Apriori tingkat​signifikansi​yang ditetapkan sebesar 0,05.
3. Hasil
Selama periode penelitian, 1026 laporan debit ditinjau. Kesalahan dalam riwayat farmakoterapi terdeteksi pada 72 kasus (7,0% dari 1026 laporan).
Di antara 72 kasus ini, dalam 9 laporan (0,8% dari 1026 laporan) obat hilang; pada 61 (6,0%), dosis obat hilang; dan 62 laporan (6,1%) tidak
menunjukkan frekuensi pemberian setidaknya satu obat. Dalam 33 kasus (3,2%), dokter yang bertanggung jawab untuk
penyelesaiannya​tercermin​dalam laporan bahwa sudah tidak mungkin untuk ​fi​mencari tahu apa pengobatan pasien mengambil saat masuk.

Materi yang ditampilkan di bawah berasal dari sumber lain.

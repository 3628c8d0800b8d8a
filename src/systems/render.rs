//! Scene rendering.
//!
//! The scene is drawn in two layers through a [`RenderBackend`]:
//!
//! 1. the isometric tile map, diagonal by diagonal in
//!    [`TileMap::visible_tiles`] order so nearer tiles overdraw farther ones;
//! 2. animated sprites, sorted by [`ZIndex`] (missing index counts as 0, ties
//!    keep query order), each through its [`EntityShader`] if it has one.
//!
//! [`render_system`] paints both layers plus the HUD into the fixed-resolution
//! [`RenderTarget`], then scales that texture into the window with
//! letterboxing. The drawing helpers take plain references so they can run
//! against a [`RecordingBackend`](crate::backend::RecordingBackend) without a
//! window.
use bevy_ecs::prelude::*;
use log::debug;
use raylib::prelude::*;
use smallvec::SmallVec;

use crate::backend::RenderBackend;
use crate::backend::raylibbackend::RaylibBackend;
use crate::components::entityshader::EntityShader;
use crate::components::mapposition::MapPosition;
use crate::components::spriteanimation::SpriteAnimation;
use crate::components::zindex::ZIndex;
use crate::resources::camera::Camera;
use crate::resources::debugmode::DebugMode;
use crate::resources::fontstore::FontStore;
use crate::resources::gameconfig::GameConfig;
use crate::resources::rendertarget::RenderTarget;
use crate::resources::shaderstore::ShaderStore;
use crate::resources::texturestore::TextureStore;
use crate::resources::tileatlas::TileAtlas;
use crate::resources::tilemap::TileMap;
use crate::resources::windowsize::WindowSize;
use crate::resources::worldtime::WorldTime;

/// Font key the HUD is drawn with.
pub const HUD_FONT_KEY: &str = "hack";

const HUD_COLOR: Color = Color::WHITE;
const FALLBACK_LINE_HEIGHT: f32 = 10.0;

/// What the sprite pass reads from each entity.
pub type SpriteItem<'a> = (
    &'a SpriteAnimation,
    &'a MapPosition,
    Option<&'a ZIndex>,
    Option<&'a EntityShader>,
);

/// Draw every non-empty tile of `map`, back to front.
///
/// `origin` is the world position of tile (0, 0); the camera offset is applied
/// on top. Kinds without a frame in `atlas` are skipped.
pub fn draw_tilemap<B: RenderBackend>(
    backend: &mut B,
    map: &TileMap,
    atlas: &TileAtlas,
    origin: Vector2,
    camera: &Camera,
) {
    for (col, row, kind) in map.visible_tiles() {
        let Some(source) = atlas.source_rect(kind) else {
            debug!("draw_tilemap: no atlas frame for {:?}", kind);
            continue;
        };
        let offset = TileMap::to_screen(col, row);
        let world = Vector2 {
            x: origin.x + offset.x,
            y: origin.y + offset.y,
        };
        backend.draw_sprite(
            atlas.tex_key(),
            camera.world_to_screen(world),
            source,
            false,
            false,
            None,
        );
    }
}

/// Draw animated sprites at their current frame, lowest [`ZIndex`] first.
pub fn draw_sprites<'a, B, I>(backend: &mut B, camera: &Camera, sprites: I)
where
    B: RenderBackend,
    I: IntoIterator<Item = SpriteItem<'a>>,
{
    let mut to_draw: Vec<(&SpriteAnimation, Vector2, ZIndex, Option<&EntityShader>)> = sprites
        .into_iter()
        .map(|(anim, pos, z, shader)| (anim, pos.pos, z.copied().unwrap_or_default(), shader))
        .collect();

    to_draw.sort_by_key(|(_, _, z, _)| *z);

    for (anim, pos, _z, shader) in to_draw {
        backend.draw_sprite(
            &anim.sheet().tex_key,
            camera.world_to_screen(pos),
            anim.source_rect(),
            anim.flip_h,
            anim.flip_v,
            shader,
        );
    }
}

/// Tile layer first, sprites over it.
pub fn draw_scene<'a, B, I>(
    backend: &mut B,
    map: &TileMap,
    atlas: &TileAtlas,
    origin: Vector2,
    camera: &Camera,
    sprites: I,
) where
    B: RenderBackend,
    I: IntoIterator<Item = SpriteItem<'a>>,
{
    draw_tilemap(backend, map, atlas, origin, camera);
    draw_sprites(backend, camera, sprites);
}

/// Text lines shown in the top-left corner.
///
/// Always the FPS counter; debug mode adds frame, clock and camera details.
pub fn hud_lines(time: &WorldTime, camera: &Camera, debug: bool) -> SmallVec<[String; 4]> {
    let mut lines = SmallVec::new();
    lines.push(format!("FPS: {}", time.fps));
    if debug {
        lines.push(format!(
            "frame: {} t: {:.2}s x{:.2}",
            time.frame_count, time.elapsed, time.time_scale
        ));
        lines.push(format!(
            "camera: ({:.1}, {:.1})",
            camera.offset.x, camera.offset.y
        ));
    }
    lines
}

/// Draw `lines` one below the other starting at the top-left corner.
pub fn draw_hud<B: RenderBackend>(
    backend: &mut B,
    font_key: &str,
    line_height: f32,
    lines: &[String],
) {
    for (i, line) in lines.iter().enumerate() {
        let position = Vector2 {
            x: 0.0,
            y: i as f32 * line_height,
        };
        backend.draw_text(font_key, line, position, HUD_COLOR);
    }
}

/// Render the frame.
///
/// Draws the scene and HUD into the [`RenderTarget`] at the game's internal
/// resolution, then blits it letterboxed into the window.
#[allow(clippy::too_many_arguments)]
pub fn render_system(
    mut rl: NonSendMut<RaylibHandle>,
    th: NonSend<RaylibThread>,
    mut target: NonSendMut<RenderTarget>,
    textures: NonSend<TextureStore>,
    fonts: NonSend<FontStore>,
    mut shaders: NonSendMut<ShaderStore>,
    map: Res<TileMap>,
    atlas: Res<TileAtlas>,
    camera: Res<Camera>,
    config: Res<GameConfig>,
    time: Res<WorldTime>,
    window: Res<WindowSize>,
    debug_mode: Option<Res<DebugMode>>,
    sprites: Query<SpriteItem<'static>>,
) {
    let lines = hud_lines(&time, &camera, debug_mode.is_some());
    let line_height = fonts
        .get(HUD_FONT_KEY)
        .map(|f| f.metrics.glyph_height)
        .unwrap_or(FALLBACK_LINE_HEIGHT);
    let dest = window.calculate_letterbox(target.game_width, target.game_height);
    let source = target.source_rect();

    let mut d = rl.begin_drawing(&th);
    {
        let mut t = d.begin_texture_mode(&th, &mut target.texture);
        t.clear_background(Color::BLACK);

        let mut backend = RaylibBackend::new(&mut t, &textures, &fonts, &mut shaders);
        draw_scene(
            &mut backend,
            &map,
            &atlas,
            config.map_origin(),
            &camera,
            sprites.iter(),
        );
        draw_hud(&mut backend, HUD_FONT_KEY, line_height, &lines);
    }

    d.clear_background(Color::BLACK);
    d.draw_texture_pro(
        target.texture.texture(),
        source,
        dest,
        Vector2 { x: 0.0, y: 0.0 },
        0.0,
        Color::WHITE,
    );
}

#[cfg(test)]
mod tests {
    use super::*;
    use crate::backend::RecordingBackend;
    use crate::resources::spritesheet::{FrameCoord, FrameSize, SpriteSheet};
    use crate::resources::tilemap::TileKind;
    use std::sync::Arc;

    fn tileset() -> Arc<SpriteSheet> {
        Arc::new(
            SpriteSheet::new(
                "tiles",
                512,
                64,
                FrameSize::Pixels {
                    width: 32,
                    height: 32,
                },
            )
            .unwrap(),
        )
    }

    fn atlas() -> TileAtlas {
        TileAtlas::new(tileset())
            .with_frame(TileKind::Dirt, FrameCoord::new(14, 1))
            .unwrap()
            .with_frame(TileKind::Water, FrameCoord::new(15, 1))
            .unwrap()
    }

    fn ant(flip_h: bool) -> SpriteAnimation {
        let mut sheet = SpriteSheet::new(
            "ant",
            416,
            96,
            FrameSize::Count {
                hframes: 13,
                vframes: 3,
            },
        )
        .unwrap();
        let idle = sheet
            .register_animation(3.0, &[FrameCoord::new(1, 1), FrameCoord::new(2, 1)])
            .unwrap();
        SpriteAnimation::new(Arc::new(sheet), idle)
            .unwrap()
            .with_flip(flip_h, false)
    }

    #[test]
    fn test_tilemap_drawn_at_origin_plus_projection() {
        let mut map = TileMap::new(2, TileKind::None);
        map.set_tile(0, 0, TileKind::Water);
        map.set_tile(1, 1, TileKind::Dirt);

        let mut backend = RecordingBackend::new();
        let origin = Vector2 { x: 100.0, y: 50.0 };
        draw_tilemap(&mut backend, &map, &atlas(), origin, &Camera::default());
        assert!(backend.sprite_shaders().all(|s| s.is_none()));

        let drawn: Vec<_> = backend
            .sprites()
            .map(|(key, pos, src)| (key.to_string(), pos.x, pos.y, src.x))
            .collect();
        assert_eq!(
            drawn,
            vec![
                ("tiles".to_string(), 100.0, 50.0, 480.0),
                ("tiles".to_string(), 100.0, 66.0, 448.0),
            ]
        );
    }

    #[test]
    fn test_tiles_without_atlas_frame_are_skipped() {
        let map = TileMap::new(3, TileKind::Dirt);
        let atlas = TileAtlas::new(tileset());
        let mut backend = RecordingBackend::new();
        draw_tilemap(
            &mut backend,
            &map,
            &atlas,
            Vector2 { x: 0.0, y: 0.0 },
            &Camera::default(),
        );
        assert!(backend.calls.is_empty());
    }

    #[test]
    fn test_sprites_sorted_by_zindex_and_camera_applied() {
        let back = ant(false);
        let front = ant(true);
        let back_pos = MapPosition::new(10.0, 10.0);
        let front_pos = MapPosition::new(20.0, 20.0);
        let outline = EntityShader::outline("outline", true);
        let mut camera = Camera::default();
        camera.pan(5.0, 5.0);

        let mut backend = RecordingBackend::new();
        draw_sprites(
            &mut backend,
            &camera,
            [
                (&front, &front_pos, Some(&ZIndex(2)), Some(&outline)),
                (&back, &back_pos, None, None),
            ],
        );

        let positions: Vec<_> = backend.sprites().map(|(_, p, _)| (p.x, p.y)).collect();
        assert_eq!(positions, vec![(5.0, 5.0), (15.0, 15.0)]);

        match &backend.calls[1] {
            crate::backend::DrawCall::Sprite {
                flip_h,
                flip_v,
                shader,
                ..
            } => {
                assert!(*flip_h);
                assert!(!*flip_v);
                assert_eq!(shader.as_ref(), Some(&outline));
            }
            other => panic!("expected sprite call, got {:?}", other),
        }
    }

    #[test]
    fn test_hud_lines_depend_on_debug() {
        let mut time = WorldTime::default();
        time.fps = 58;
        let camera = Camera::default();

        let plain = hud_lines(&time, &camera, false);
        assert_eq!(plain.as_slice(), ["FPS: 58".to_string()]);

        let debug = hud_lines(&time, &camera, true);
        assert_eq!(debug.len(), 3);
        assert_eq!(debug[0], "FPS: 58");
        assert!(debug[2].starts_with("camera:"));
    }

    #[test]
    fn test_hud_drawn_top_left_in_white() {
        let mut backend = RecordingBackend::new();
        let lines = ["FPS: 60".to_string(), "second".to_string()];
        draw_hud(&mut backend, HUD_FONT_KEY, 12.0, &lines);

        assert_eq!(backend.texts().collect::<Vec<_>>(), vec!["FPS: 60", "second"]);

        let placed: Vec<_> = backend
            .calls
            .iter()
            .map(|call| match call {
                crate::backend::DrawCall::Text {
                    font_key,
                    position,
                    color,
                    ..
                } => (font_key.as_str(), position.x, position.y, *color),
                other => panic!("expected text call, got {:?}", other),
            })
            .collect();
        assert_eq!(
            placed,
            vec![("hack", 0.0, 0.0, Color::WHITE), ("hack", 0.0, 12.0, Color::WHITE)]
        );
    }
}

Setelah menghilangkan laporan debit di mana data farmakoterapi yang dikumpulkan tidak lengkap, kami menganalisis dalam mencari perbedaan
954 laporan debit (kasus). Ini berhubungan dengan 790 pasien, karena dalam 164 kasus (17,2% dari 954) laporan sesuai dengan pasien yang
dirawat di rumah sakit lebih dari satu kali selama periode penelitian.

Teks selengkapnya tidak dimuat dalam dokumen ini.